Humorvoller Nachruf "Er hinterließ 32 Gläser Salatcreme"

Mit einem Nachruf der etwas anderen Art hat eine Frau aus Indiana ihres verstorbenen Vaters gedacht. Mit dabei: Freibier und Abba.


"Er besaß nie ein eigenes Handy und hatte auch keine Ahnung, wer die Kardashians sind": Eine Frau aus dem US-Bundesstaat Indiana hat ihren verstorbenen Vater mit einem humorvollen Nachruf bedacht. Darin erinnert sie neben der Liebe ihres Vaters für seine Familie auch daran, dass er 32 Gläser Salatcreme, 17 Boxen eines Pasta-Fleisch-Fertiggerichts und weitere Dinge hinterlassen habe, die im Falle einer Zombie-Apokalypse hilfreich wären.

Der 71-jährige Terry Ward war am 23. Januar nach einem schweren Schlaganfall gestorben. Seine Tochter Jean Lahm sagt, sie habe den Nachruf humorvoll gehalten, weil ihr Vater dafür gelebt habe, "andere Menschen zum Lachen zu bringen."

Freibier und Abba

Im Nachruf schreibt sie, ihr Vater sei in dem Glauben gestorben, dass "Die Blues Brothers" der beste Film aller Zeiten sei. Außerdem erinnert sie daran, dass Ward womöglich drei seiner früheren Lehrer in den Vorruhestand getrieben habe, wie er sich für den Dienst in der U.S. Army gemeldet habe und nach 39 Jahren bei einem US-amerikanischen Telefonanbieter in den Ruhestand gegangen sei.

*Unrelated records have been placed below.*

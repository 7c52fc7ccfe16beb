pub mod catalog;
pub mod entities;
pub mod value_objects;

pub use catalog::{default_instruments, load_catalog};
pub use entities::{Holding, Instrument, PortfolioSnapshot, TradeRequest};
pub use value_objects::{FetchStatus, Price, PriceQuote, Symbol, TradeSide};
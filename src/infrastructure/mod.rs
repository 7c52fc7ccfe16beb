pub mod http;
pub mod services;
pub mod storage;

pub use http::TradingApiClient;
pub use storage::{BrowserCredentials, MemoryCredentials};
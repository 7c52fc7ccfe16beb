use derive_more::{Display, From, Into, Deref, DerefMut, Constructor};
use serde::{Serialize, Deserialize};
use std::cmp::Ordering;
use strum::{AsRefStr, Display as StrumDisplay, EnumIter, EnumString};

/// Value Object - currency amount
#[derive(Debug, Clone, Copy, PartialEq, From, Into, Deref, DerefMut, Constructor, Serialize, Deserialize)]
pub struct Price(f64);

impl Price {
    pub fn value(&self) -> f64 {
        self.0
    }
}

impl PartialOrd for Price {
    fn partial_cmp(&self, other: &Self) -> Option<Ordering> {
        self.0.partial_cmp(&other.0)
    }
}

/// Value Object - stock ticker symbol, normalized to uppercase
#[derive(Debug, Clone, PartialEq, Eq, Hash, Deref, DerefMut, Display, Serialize, Deserialize)]
#[display(fmt = "Symbol({})", _0)]
pub struct Symbol(String);

impl Symbol {
    pub fn new(symbol: String) -> Result<Self, String> {
        if symbol.is_empty() {
            return Err("Symbol cannot be empty".to_string());
        }
        Ok(Self(symbol.to_uppercase()))
    }

    pub fn value(&self) -> &str {
        &self.0
    }
}

impl From<&str> for Symbol {
    fn from(value: &str) -> Self {
        Self(value.to_uppercase())
    }
}

/// Value Object - trade direction with strum autogeneration
#[derive(Debug, Clone, Copy, PartialEq, Eq, Hash, StrumDisplay, EnumIter, EnumString, AsRefStr, Serialize, Deserialize)]
pub enum TradeSide {
    #[strum(serialize = "buy")]
    #[serde(rename = "buy")]
    Buy,

    #[strum(serialize = "sell")]
    #[serde(rename = "sell")]
    Sell,
}

impl TradeSide {
    /// Title used on success toasts ("Purchase Successful" / "Sale Successful")
    pub fn success_title(&self) -> &'static str {
        match self {
            Self::Buy => "Purchase Successful",
            Self::Sell => "Sale Successful",
        }
    }
}

/// Value Object - last observed price for one symbol.
/// A newer quote for the same symbol supersedes this one entirely.
#[derive(Debug, Clone, PartialEq, Serialize, Deserialize)]
pub struct PriceQuote {
    pub symbol: Symbol,
    pub price: Price,
}

impl PriceQuote {
    pub fn new(symbol: Symbol, price: Price) -> Self {
        Self { symbol, price }
    }
}

/// Observable freshness of a fetched aggregate. `Stale` means the previous
/// value is still displayed but the last fetch for it failed.
#[derive(Debug, Clone, Copy, PartialEq, Eq, Default, StrumDisplay)]
pub enum FetchStatus {
    #[default]
    #[strum(serialize = "ok")]
    Ok,
    #[strum(serialize = "stale")]
    Stale,
    #[strum(serialize = "error")]
    Error,
}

Der Nachruf beinhaltet auch eine Liste von Dingen, die Ward mochte. Mit dabei: die schwedische Band Abba, Freibier und Diskussionen darüber, wer die beste Pizza mache. Ward sei außerdem ein "berühmter Händler von Eis am Stiel" gewesen, das er gern an seine Enkelkinder verteilt habe.

Der Nachruf hat inzwischen auch in den sozialen Netzwerken Beachtung gefunden. Einige Menschen schreiben, sie wünschten, sie hätten Ward gekannt. Lahm sagt, sie freue sich, dass sie in ihrem Text die Persönlichkeit ihres Vaters habe würdigen können.